[Collected data entries]
===

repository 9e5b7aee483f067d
//! Typed user-facing messages and the macros that print them.

pub mod display;
pub mod macros;
pub mod types;

pub use types::Message;
//! Error taxonomy shared by the storage, authentication and indicator layers.
//!
//! Two levels exist:
//!
//! - [`DbError`] describes failures of the connection provider and the query
//!   executor. `Unavailable` is fatal at startup; `Query` is recoverable.
//! - [`AppError`] is what repositories and services return. It wraps storage
//!   failures and adds the domain outcomes the menus report to the user:
//!   invalid input, missing entities, blocked deletions and failures of the
//!   external indicator service.
//!
//! The command layer converts these into `anyhow::Error` only at the very top;
//! inside the menu loop they are matched and printed with `msg_error!`.

use crate::libs::messages::Message;
use std::path::PathBuf;
use thiserror::Error;

/// Failures raised by [`crate::db::db::Db`] and its executor.
#[derive(Debug, Error)]
pub enum DbError {
    /// Neither the primary nor the fallback database could be opened.
    #[error("database unavailable at {primary} (fallback: {fallback}): {source}")]
    Unavailable {
        primary: PathBuf,
        fallback: String,
        #[source]
        source: Box<DbError>,
    },

    /// A single open attempt failed.
    #[error("cannot open database {path}: {reason}")]
    Open { path: PathBuf, reason: String },

    /// A statement failed. The transaction, if any, has been rolled back.
    #[error("query failed ({sql}): {source}")]
    Query {
        sql: String,
        #[source]
        source: rusqlite::Error,
    },
}

/// Failures of the external indicator service.
#[derive(Debug, Error, Clone, PartialEq)]
pub enum ServiceError {
    #[error("the indicator service did not answer in time")]
    Timeout,
    #[error("the indicator service is unreachable")]
    Unreachable,
    #[error("indicator or date not found")]
    NotFound,
    #[error("the indicator service answered with HTTP {0}")]
    Status(u16),
    #[error("unexpected response from the indicator service: {0}")]
    Malformed(String),
    #[error("request to the indicator service failed: {0}")]
    Request(String),
}

#[derive(Debug, Error)]
pub enum AppError {
    #[error(transparent)]
    Storage(#[from] DbError),

    #[error("{0}")]
    Validation(Message),

    #[error("{entity} #{id} not found")]
    NotFound { entity: &'static str, id: i64 },

    #[error("{entity} #{id} still has {dependents} dependent record(s)")]
    InUse { entity: &'static str, id: i64, dependents: i64 },

    #[error("{0}")]
    Forbidden(Message),

    #[error(transparent)]
    ExternalService(#[from] ServiceError),

    #[error("password hashing failed: {0}")]
    Hashing(String),
}

impl AppError {
    pub fn not_found(entity: &'static str, id: i64) -> Self {
        AppError::NotFound { entity, id }
    }

    /// True for outcomes caused by user input rather than by the environment.
    pub fn is_recoverable(&self) -> bool {
        !matches!(self, AppError::Storage(DbError::Unavailable { .. }))
    }
}
//! Query executor.
//!
//! Three explicit operations cover every statement shape the repositories
//! need: [`Db::query_many`], [`Db::query_one`] and [`Db::execute_write`].
//! Each one runs on the calling thread's connection and turns driver errors
//! into [`DbError::Query`], rolling back any open transaction and logging the
//! statement (truncated) on the way out.

use crate::db::db::Db;
use crate::libs::error::{AppError, DbError};
use rusqlite::{Connection, OptionalExtension, Params, Row, Transaction};
use tracing::warn;

/// Longest statement prefix kept in diagnostics.
pub const SQL_DIAGNOSTIC_LEN: usize = 100;

/// Result of an INSERT, UPDATE or DELETE.
#[derive(Debug, Clone, Copy, PartialEq, Eq)]
pub struct WriteOutcome {
    pub rows_affected: usize,
    pub last_insert_id: i64,
}

impl WriteOutcome {
    /// Id of the inserted row. Only meaningful for INSERT statements; `None`
    /// when nothing was written (e.g. an ignored duplicate).
    pub fn inserted_id(&self) -> Option<i64> {
        (self.rows_affected > 0).then_some(self.last_insert_id)
    }
}

impl Db {
    /// Runs a read and maps every row. No rows is an empty vector.
    pub fn query_many<T, P, F>(&self, sql: &str, params: P, map: F) -> Result<Vec<T>, DbError>
    where
        P: Params,
        F: FnMut(&Row<'_>) -> rusqlite::Result<T>,
    {
        self.with_connection(|conn| {
            let run = || -> rusqlite::Result<Vec<T>> {
                let mut stmt = conn.prepare_cached(sql)?;
                let rows = stmt.query_map(params, map)?;
                rows.collect()
            };
            run().map_err(|e| fail(conn, sql, e))
        })
    }

    /// Runs a read and maps the first row, if any.
    pub fn query_one<T, P, F>(&self, sql: &str, params: P, map: F) -> Result<Option<T>, DbError>
    where
        P: Params,
        F: FnOnce(&Row<'_>) -> rusqlite::Result<T>,
    {
        self.with_connection(|conn| conn.query_row(sql, params, map).optional().map_err(|e| fail(conn, sql, e)))
    }

    /// Runs a single INSERT, UPDATE or DELETE in autocommit mode.
    pub fn execute_write<P>(&self, sql: &str, params: P) -> Result<WriteOutcome, DbError>
    where
        P: Params,
    {
        self.with_connection(|conn| {
            let rows_affected = conn.execute(sql, params).map_err(|e| fail(conn, sql, e))?;
            Ok(WriteOutcome {
                rows_affected,
                last_insert_id: conn.last_insert_rowid(),
            })
        })
    }

    /// Runs several `;`-separated statements, e.g. schema scripts.
    pub fn execute_script(&self, sql: &str) -> Result<(), DbError> {
        self.with_connection(|conn| conn.execute_batch(sql).map_err(|e| fail(conn, sql, e)))
    }

    /// Runs `f` inside a transaction, committing on `Ok` and rolling back on `Err`.
    pub fn transaction<T, F>(&self, f: F) -> Result<T, AppError>
    where
        F: FnOnce(&Transaction<'_>) -> Result<T, AppError>,
    {
        self.with_connection(|conn| {
            let tx = conn.unchecked_transaction().map_err(|e| statement_error("BEGIN", e))?;
            let value = f(&tx)?;
            tx.commit().map_err(|e| statement_error("COMMIT", e))?;
            Ok(value)
        })
    }
}

/// Wraps a driver error for `sql` and logs it. For use inside
/// [`Db::transaction`], where the transaction guard handles the rollback.
pub fn statement_error(sql: &str, source: rusqlite::Error) -> DbError {
    let sql = truncate_sql(sql);
    warn!(query = %sql, error = %source, "statement failed");
    DbError::Query { sql, source }
}

fn fail(conn: &Connection, sql: &str, source: rusqlite::Error) -> DbError {
    if !conn.is_autocommit() {
        if let Err(e) = conn.execute_batch("ROLLBACK") {
            warn!(error = %e, "rollback after failed statement did not succeed");
        }
    }
    statement_error(sql, source)
}

/// Collapses whitespace and keeps at most [`SQL_DIAGNOSTIC_LEN`] characters.
pub fn truncate_sql(sql: &str) -> String {
    let compact = sql.split_whitespace().collect::<Vec<_>>().join(" ");
    if compact.chars().count() <= SQL_DIAGNOSTIC_LEN {
        return compact;
    }
    let mut cut: String = compact.chars().take(SQL_DIAGNOSTIC_LEN).collect();
    cut.push_str("...");
    cut
}
#[cfg(test)]
mod tests {
    use ecotech::commands::session::{report, MainAction};
    use ecotech::db::users::Role;
    use ecotech::libs::error::{AppError, DbError, ServiceError};
    use ecotech::libs::messages::Message;
    use std::path::PathBuf;

    #[test]
    fn test_menu_per_role() {
        let admin = MainAction::for_role(Role::Admin);
        assert!(admin.contains(&MainAction::Users));
        assert_eq!(admin.last(), Some(&MainAction::Logout));

        let hr = MainAction::for_role(Role::Hr);
        assert!(!hr.contains(&MainAction::Users));
        assert!(hr.contains(&MainAction::Employees));
        assert!(hr.contains(&MainAction::Departments));

        let employee = MainAction::for_role(Role::Employee);
        for staff_only in [
            MainAction::Employees,
            MainAction::Departments,
            MainAction::Projects,
            MainAction::Users,
        ] {
            assert!(!employee.contains(&staff_only), "{staff_only} is staff only");
        }
        assert!(employee.contains(&MainAction::Indicators));
        assert!(employee.contains(&MainAction::RegisterHours));
        assert!(employee.contains(&MainAction::ChangePassword));
    }

    #[test]
    fn test_domain_errors_keep_the_menu_running() {
        assert!(report(AppError::Validation(Message::InvalidHours(25.0)).into()).is_ok());
        assert!(report(AppError::not_found("project", 4).into()).is_ok());
        assert!(report(AppError::ExternalService(ServiceError::Timeout).into()).is_ok());
        assert!(report(AppError::Forbidden(Message::AdminOnly).into()).is_ok());
    }

    #[test]
    fn test_fatal_errors_end_the_session() {
        let unavailable = AppError::Storage(DbError::Unavailable {
            primary: PathBuf::from("/nonexistent/ecotech.db"),
            fallback: "none".to_string(),
            source: Box::new(DbError::Open {
                path: PathBuf::from("/nonexistent/ecotech.db"),
                reason: "unable to open database file".to_string(),
            }),
        });
        assert!(report(unavailable.into()).is_err());
        assert!(report(anyhow::anyhow!("terminal closed")).is_err());
    }

    #[test]
    fn test_messages_render() {
        assert_eq!(
            Message::InvalidHours(25.0).to_string(),
            "Hours must be greater than 0 and at most 24, got 25"
        );
        assert!(Message::UnknownIndicator("xyz".to_string()).to_string().contains("uf, ivp, dolar"));
        assert_eq!(Message::NoIndicatorQueriesInMonth(2025, 3).to_string(), "No indicator lookups in 2025-03");
        assert_eq!(
            AppError::InUse {
                entity: "department",
                id: 2,
                dependents: 3
            }
            .to_string(),
            "department #2 still has 3 dependent record(s)"
        );
    }
}
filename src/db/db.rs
//! Connection provider.
//!
//! [`Db`] resolves its target once, when it is opened: the primary path is
//! tried first and, if it cannot be opened, the fallback path exactly once.
//! The resolved path is kept on the `Db` and never written back to the
//! configuration it came from.
//!
//! Every calling thread gets its own SQLite connection. Handles are created
//! lazily, checked with a cheap ping on each checkout and re-opened when the
//! ping fails. There is no pooling beyond one handle per thread.

use crate::libs::data_storage::DataStorage;
use crate::libs::error::DbError;
use parking_lot::Mutex;
use rusqlite::Connection;
use serde::{Deserialize, Serialize};
use std::collections::HashMap;
use std::fs;
use std::path::{Path, PathBuf};
use std::thread::{self, ThreadId};
use std::time::Duration;
use tracing::{debug, warn};

pub const DB_FILE_NAME: &str = "ecotech.db";
/// Relative to the working directory the application was started from.
pub const FALLBACK_DB_PATH: &str = "ecotech.db";
pub const DEFAULT_BUSY_TIMEOUT_MS: u64 = 5000;

const PING: &str = "PRAGMA schema_version";

fn default_busy_timeout() -> u64 {
    DEFAULT_BUSY_TIMEOUT_MS
}

/// Where the database lives. Plain data, passed by value into [`Db::open`].
#[derive(Serialize, Deserialize, Clone, Debug, PartialEq)]
pub struct DatabaseConfig {
    pub path: PathBuf,
    #[serde(default, skip_serializing_if = "Option::is_none")]
    pub fallback_path: Option<PathBuf>,
    #[serde(default = "default_busy_timeout")]
    pub busy_timeout_ms: u64,
}

impl Default for DatabaseConfig {
    fn default() -> Self {
        DatabaseConfig {
            path: DataStorage::new().base_path().join(DB_FILE_NAME),
            fallback_path: Some(PathBuf::from(FALLBACK_DB_PATH)),
            busy_timeout_ms: DEFAULT_BUSY_TIMEOUT_MS,
        }
    }
}

impl DatabaseConfig {
    /// A config pointing at `path` with no fallback.
    pub fn at(path: impl Into<PathBuf>) -> Self {
        DatabaseConfig {
            path: path.into(),
            fallback_path: None,
            busy_timeout_ms: DEFAULT_BUSY_TIMEOUT_MS,
        }
    }

    pub fn with_fallback(mut self, fallback: impl Into<PathBuf>) -> Self {
        self.fallback_path = Some(fallback.into());
        self
    }
}

pub struct Db {
    config: DatabaseConfig,
    resolved: PathBuf,
    /// Entries are removed only by `close_connection`. A thread that exits
    /// without calling it keeps its handle open until the `Db` is dropped.
    connections: Mutex<HashMap<ThreadId, Connection>>,
}

impl Db {
    /// Opens the database, falling back once to `fallback_path`.
    ///
    /// The connection opened here becomes the calling thread's handle.
    /// Fails with [`DbError::Unavailable`] when neither target can be opened.
    pub fn open(config: DatabaseConfig) -> Result<Db, DbError> {
        let timeout = config.busy_timeout_ms;

        let (resolved, conn) = match open_connection(&config.path, timeout) {
            Ok(conn) => (config.path.clone(), conn),
            Err(primary_error) => {
                let Some(fallback) = config.fallback_path.clone() else {
                    return Err(DbError::Unavailable {
                        primary: config.path.clone(),
                        fallback: "none".to_string(),
                        source: Box::new(primary_error),
                    });
                };

                warn!(
                    primary = %config.path.display(),
                    fallback = %fallback.display(),
                    error = %primary_error,
                    "primary database unavailable, trying fallback"
                );

                match open_connection(&fallback, timeout) {
                    Ok(conn) => (fallback, conn),
                    Err(fallback_error) => {
                        return Err(DbError::Unavailable {
                            primary: config.path.clone(),
                            fallback: fallback.display().to_string(),
                            source: Box::new(fallback_error),
                        })
                    }
                }
            }
        };

        debug!(path = %resolved.display(), "database opened");

        let mut connections = HashMap::new();
        connections.insert(thread::current().id(), conn);

        Ok(Db {
            config,
            resolved,
            connections: Mutex::new(connections),
        })
    }

    /// The path actually in use, primary or fallback.
    pub fn resolved_path(&self) -> &Path {
        &self.resolved
    }

    pub fn used_fallback(&self) -> bool {
        self.resolved != self.config.path
    }

    pub fn config(&self) -> &DatabaseConfig {
        &self.config
    }

    /// Number of threads currently holding a connection.
    pub fn connection_count(&self) -> usize {
        self.connections.lock().len()
    }

    /// Releases the calling thread's connection. Returns whether one was open.
    ///
    /// Worker threads call this before they finish.
    pub fn close_connection(&self) -> bool {
        let Some(conn) = self.connections.lock().remove(&thread::current().id()) else {
            return false;
        };

        if let Err((_, e)) = conn.close() {
            warn!(error = %e, "closing database connection failed");
        }
        true
    }

    /// Runs `f` with the calling thread's connection, opening or re-opening it
    /// as needed.
    ///
    /// The handle is checked out of the map for the duration of `f`; calls
    /// must not nest on the same thread.
    pub(crate) fn with_connection<T, E, F>(&self, f: F) -> Result<T, E>
    where
        E: From<DbError>,
        F: FnOnce(&Connection) -> Result<T, E>,
    {
        let id = thread::current().id();
        let existing = self.connections.lock().remove(&id);

        let conn = match existing {
            Some(conn) if is_alive(&conn) => conn,
            Some(_) => {
                debug!(path = %self.resolved.display(), "stale connection, reconnecting");
                open_connection(&self.resolved, self.config.busy_timeout_ms)?
            }
            None => {
                debug!(path = %self.resolved.display(), "opening connection for thread");
                open_connection(&self.resolved, self.config.busy_timeout_ms)?
            }
        };

        let result = f(&conn);
        self.connections.lock().insert(id, conn);
        result
    }
}

fn is_alive(conn: &Connection) -> bool {
    conn.query_row(PING, [], |row| row.get::<_, i64>(0)).is_ok()
}

fn open_connection(path: &Path, busy_timeout_ms: u64) -> Result<Connection, DbError> {
    let open_error = |reason: String| DbError::Open {
        path: path.to_path_buf(),
        reason,
    };

    if let Some(parent) = path.parent() {
        if !parent.as_os_str().is_empty() && !parent.exists() {
            fs::create_dir_all(parent).map_err(|e| open_error(e.to_string()))?;
        }
    }

    let conn = Connection::open(path).map_err(|e| open_error(e.to_string()))?;
    conn.busy_timeout(Duration::from_millis(busy_timeout_ms))
        .map_err(|e| open_error(e.to_string()))?;
    conn.execute_batch("PRAGMA foreign_keys = ON")
        .map_err(|e| open_error(e.to_string()))?;

    // Opening is lazy in SQLite; touch the file so a bad target fails here.
    conn.query_row(PING, [], |row| row.get::<_, i64>(0))
        .map_err(|e| open_error(e.to_string()))?;

    Ok(conn)
}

===

What you should do:
The answer consists of every line above in which the word "ecotech" occurs.

Response to this exercise:
    use ecotech::commands::session::{report, MainAction};
    use ecotech::db::users::Role;
    use ecotech::libs::error::{AppError, DbError, ServiceError};
    use ecotech::libs::messages::Message;
            primary: PathBuf::from("/nonexistent/ecotech.db"),
                path: PathBuf::from("/nonexistent/ecotech.db"),
pub const DB_FILE_NAME: &str = "ecotech.db";
pub const FALLBACK_DB_PATH: &str = "ecotech.db";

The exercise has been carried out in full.